Category Archives: John Dewey

The Death of Memory

In education—as perhaps in all things—we are what we do. John Dewey thought so, and Marshall McLuhan believed the message of any class resides in the sort of learning valued there. Without making a single explicit statement about what’s important, teachers implant habits that shape students’ sense of what learning is.

In Neil Postman’s 1969 treatise on education, Teaching As a Subversive Activity, he looked at classrooms of the time and saw education centered on content. He observed students facing forward, watching and listening to their instructors transmitting knowledge gleaned from authorities greater than themselves. Later, he said, students would be asked to demonstrate their own belief in these authorities on tests or in other assessments. “Mostly they are required to remember,” Postman said, “They are almost never required to make observations, formulate definitions, or perform any intellectual operations that go beyond repeating what someone else says is true.”

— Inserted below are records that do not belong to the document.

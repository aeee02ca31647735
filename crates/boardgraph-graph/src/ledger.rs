//! Edge bookkeeping on top of the render service.
//!
//! Invariants kept here:
//! - at most one directed edge per unordered node pair (adding A->B drops B->A),
//! - at most one edge per ordered pair (re-adding updates metadata in place),
//! - an orange edge into a company is dashed iff two or more orange edges
//!   end at that company.
//!
//! A rejected render-service call is logged and skipped. Helpers report what
//! actually happened so callers never assume a mutation went through.

use crate::render::{EdgePatch, EdgeView, RenderService};
use boardgraph_core::{EdgeColor, EdgeSpec, NodeId};
use std::collections::BTreeSet;

#[derive(Debug, Default)]
pub struct EdgeLedger {
    /// Companies whose incoming orange edges changed since the last refresh.
    touched: BTreeSet<NodeId>,
}

impl EdgeLedger {
    pub fn new() -> Self {
        Self::default()
    }

    pub fn edges_from<R: RenderService + ?Sized>(render: &R, node: &NodeId) -> Vec<EdgeView> {
        render.edges(&|e| &e.from == node)
    }

    pub fn edges_between<R: RenderService + ?Sized>(
        render: &R,
        from: &NodeId,
        to: &NodeId,
    ) -> Vec<EdgeView> {
        render.edges(&|e| e.connects(from, to))
    }

    pub fn has_edge<R: RenderService + ?Sized>(render: &R, from: &NodeId, to: &NodeId) -> bool {
        !Self::edges_between(render, from, to).is_empty()
    }

    pub fn has_colored_edge<R: RenderService + ?Sized>(
        render: &R,
        from: &NodeId,
        to: &NodeId,
        color: EdgeColor,
    ) -> bool {
        !render
            .edges(&|e| e.connects(from, to) && e.color == color)
            .is_empty()
    }

    /// Adds `wanted`, first removing any edge running the other way between
    /// the same two nodes. An existing edge in the same direction is updated
    /// instead of duplicated. Returns whether the edge exists afterwards.
    pub fn add_directed<R: RenderService + ?Sized>(
        &mut self,
        render: &mut R,
        wanted: EdgeSpec,
    ) -> bool {
        let reverse = Self::edges_between(render, &wanted.to, &wanted.from);
        if !reverse.is_empty() && !self.remove(render, reverse) {
            // Adding now would leave arrows both ways.
            return false;
        }

        let existing = Self::edges_between(render, &wanted.from, &wanted.to);
        if let Some(edge) = existing.first() {
            if edge.color != wanted.color || edge.dashes != wanted.dashes {
                let patch = EdgePatch {
                    color: Some(wanted.color),
                    dashes: Some(wanted.dashes),
                };
                if let Err(err) = render.update_edge(edge.id, patch) {
                    tracing::warn!(
                        "Updating edge {} -> {} failed: {err}",
                        wanted.from,
                        wanted.to
                    );
                }
                self.touch(edge);
                self.touch_wanted(&wanted);
            }
            return true;
        }

        self.touch_wanted(&wanted);
        match render.add_edge(wanted.clone()) {
            Ok(_) => true,
            Err(err) => {
                tracing::warn!("Adding edge {} -> {} failed: {err}", wanted.from, wanted.to);
                false
            }
        }
    }

    /// Removes the given edges. Returns false if the render service refused.
    pub fn remove<R: RenderService + ?Sized>(
        &mut self,
        render: &mut R,
        edges: Vec<EdgeView>,
    ) -> bool {
        if edges.is_empty() {
            return true;
        }
        let ids: Vec<_> = edges.iter().map(|e| e.id).collect();
        match render.remove_edges(&ids) {
            Ok(()) => {
                for edge in &edges {
                    self.touch(edge);
                }
                true
            }
            Err(err) => {
                tracing::warn!("Removing {} edge(s) failed: {err}", ids.len());
                false
            }
        }
    }

    /// Removes every `from -> to` edge, optionally only those of one color.
    pub fn remove_between<R: RenderService + ?Sized>(
        &mut self,
        render: &mut R,
        from: &NodeId,
        to: &NodeId,
        color: Option<EdgeColor>,
    ) -> bool {
        let edges = render.edges(&|e| e.connects(from, to) && color.is_none_or(|c| e.color == c));
        self.remove(render, edges)
    }

    pub fn clear<R: RenderService + ?Sized>(&mut self, render: &mut R) {
        render.clear_edges();
        self.touched.clear();
    }

    /// Marks a company for dash recomputation.
    pub fn touch_company(&mut self, company: &NodeId) {
        self.touched.insert(company.clone());
    }

    /// Recomputes dashed status for every touched company.
    pub fn refresh_dashes<R: RenderService + ?Sized>(&mut self, render: &mut R) {
        let touched = std::mem::take(&mut self.touched);
        for company in &touched {
            Self::update_dashes(render, company);
        }
    }

    pub fn update_dashes<R: RenderService + ?Sized>(render: &mut R, company: &NodeId) {
        let oranges = render.edges(&|e| &e.to == company && e.color == EdgeColor::Orange);
        let dashed = oranges.len() >= 2;
        for edge in oranges.iter().filter(|e| e.dashes != dashed) {
            let patch = EdgePatch {
                dashes: Some(dashed),
                ..Default::default()
            };
            if let Err(err) = render.update_edge(edge.id, patch) {
                tracing::warn!("Updating dashes on edge {} failed: {err}", edge.id);
            }
        }
    }

    fn touch(&mut self, edge: &EdgeView) {
        if edge.color == EdgeColor::Orange {
            self.touched.insert(edge.to.clone());
        }
    }

    fn touch_wanted(&mut self, wanted: &EdgeSpec) {
        if wanted.color == EdgeColor::Orange {
            self.touched.insert(wanted.to.clone());
        }
    }
}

This educational model may persist in places, but at my school, observing, deriving definitions and rules, and performing useful intellectual operations seem commonplace and central. Many teachers regard class as a sort of mental training ground where students exercise their ability to observe, to compare and contrast, to discern patterns in data, to recognize blueprints behind the solutions they find. The McLuhanian message of current classroom practice is that knowledge is less important than using it. A well-trained brain is a tool, and improving its operation is the worthiest aspiration of education.

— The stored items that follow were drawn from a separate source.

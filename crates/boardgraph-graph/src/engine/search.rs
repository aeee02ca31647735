use super::{GraphEngine, TrailUpdate};
use crate::render::{FocusOptions, RenderService};
use boardgraph_core::ExplorationMode;
use boardgraph_events::NavigationKey;
use boardgraph_search::SuggestionAction;
use std::time::{Duration, Instant};

impl<R: RenderService> GraphEngine<R> {
    /// Search input changed. Suggestions are computed once the quiet period
    /// passes, see [`GraphEngine::poll_suggestions`].
    pub fn input_search(&mut self, query: &str, now: Instant) {
        self.search_input = query.to_string();
        let trimmed = query.trim();
        if trimmed.is_empty() {
            self.debouncer.cancel();
            self.suggestions.clear();
        } else {
            self.debouncer.input(trimmed, now);
        }
    }

    /// Releases a debounced suggestion computation. Returns whether the
    /// suggestion list changed.
    pub fn poll_suggestions(&mut self, now: Instant) -> bool {
        let Some(query) = self.debouncer.poll(now) else {
            return false;
        };
        let items = self
            .search
            .suggestions(&query, self.settings.suggestion_limit);
        self.suggestions.set_suggestions(items);
        true
    }

    /// Time left before pending suggestions are due, if any are pending.
    pub fn suggestions_due_in(&self, now: Instant) -> Option<Duration> {
        self.debouncer.time_until_due(now)
    }

    pub fn suggestion_key(&mut self, key: NavigationKey, now: Instant) {
        match self.suggestions.handle_key(key) {
            SuggestionAction::None => {}
            SuggestionAction::Pick(picked) => self.apply_pick(picked, now),
            SuggestionAction::Submit => {
                let query = self.search_input.clone();
                self.submit_search(&query, now);
            }
        }
    }

    pub fn pick_suggestion(&mut self, index: usize, now: Instant) {
        if let Some(picked) = self.suggestions.pick(index) {
            self.apply_pick(picked, now);
        }
    }

    /// Finds the best match for `query`. List mode reveals it like a click;
    /// visual mode shows it, focuses the viewport on it and shows its
    /// counterparts without touching edges.
    pub fn submit_search(&mut self, query: &str, now: Instant) {
        let query = query.trim();
        if query.is_empty() {
            return;
        }
        self.debouncer.cancel();
        self.suggestions.hide();

        let Some(target) = self.search.select_target(query) else {
            self.notices
                .alert(format!("No nodes found matching \"{query}\""), now);
            return;
        };
        let id = target.node_id;
        tracing::debug!("Search {query:?} selected {id}");

        let update = match self.mode {
            ExplorationMode::List => self.reveal(&id),
            ExplorationMode::Visual => {
                self.set_hidden(&id, false);
                let options = FocusOptions {
                    scale: self.settings.focus_scale,
                    animation: self.settings.focus_animation(),
                };
                if let Err(err) = self.render.focus(&id, options) {
                    tracing::warn!("Failed to focus {id}: {err}");
                }
                TrailUpdate::counterparts(&self.dataset, &id)
            }
        };
        self.finish(update);
    }
}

I’m generally happy with this emphasis on doing. It makes teaching fun, practical and variable, open to inventive and interesting activities. Most importantly, current techniques put students at the center of education.

But I’m not entirely happy. Postman also noted every change produces unanticipated consequences, losses as well as gains. While our methods encourage resourceful and flexible minds, the popularity of emphasizing experience over content, training over knowledge, and application over retention undermines the crucial skill Postman addressed originally, remembering. Students spend so much time using information that their memories are largely untested and untrained and certainly undervalued.

Put data to interpret or analyze before my students, and they are impressive. Ask them to repeat a procedure they’ve practiced multiple times, and they hum like machines. However, if you ask them to recall the content we encountered last month, last week, or even yesterday, they may flounder. Many read for the overall plot and broad themes, not to remember particulars. Most feel responsible for broad concepts and patterns first. The only important details are ones with immediate use. And, once used, most of those details slip away.

Sometimes they remember last night’s reading the way you might recall a movie watched some time ago. When I take them to the brink of a scene or piece of dialogue, they suddenly retrieve what’s next. Information that’s out of context, however, often appears elusive. They struggle with questions like “Who can describe another time Huck apologizes?” and “What are some words Huck used to describe his father in this chapter?” At my school, I am one of the few English teachers who still gives tests—“I don’t care whether they remember names” some colleagues say—but when I do, even my best students stumble on fill-in-blanks and other objective assessments. “I always do so badly on the trivia sections of your tests,” one protested recently.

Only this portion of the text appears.